* What you have to do *
Give back every record below precisely as written.

[Data for the task Boundary: Start]

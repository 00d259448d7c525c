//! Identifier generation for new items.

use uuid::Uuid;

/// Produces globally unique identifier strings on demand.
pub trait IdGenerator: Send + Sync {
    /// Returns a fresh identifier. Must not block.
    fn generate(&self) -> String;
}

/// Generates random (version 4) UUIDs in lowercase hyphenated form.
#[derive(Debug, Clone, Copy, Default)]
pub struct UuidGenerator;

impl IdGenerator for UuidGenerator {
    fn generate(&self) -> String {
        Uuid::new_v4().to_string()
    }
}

[Data for the task Boundary: End]

* Solution for this problem *
repository 00d259448d7c525c
//! Identifier generation for new items.

use uuid::Uuid;

/// Produces globally unique identifier strings on demand.
pub trait IdGenerator: Send + Sync {
    /// Returns a fresh identifier. Must not block.
    fn generate(&self) -> String;
}

/// Generates random (version 4) UUIDs in lowercase hyphenated form.
#[derive(Debug, Clone, Copy, Default)]
pub struct UuidGenerator;

impl IdGenerator for UuidGenerator {
    fn generate(&self) -> String {
        Uuid::new_v4().to_string()
    }
}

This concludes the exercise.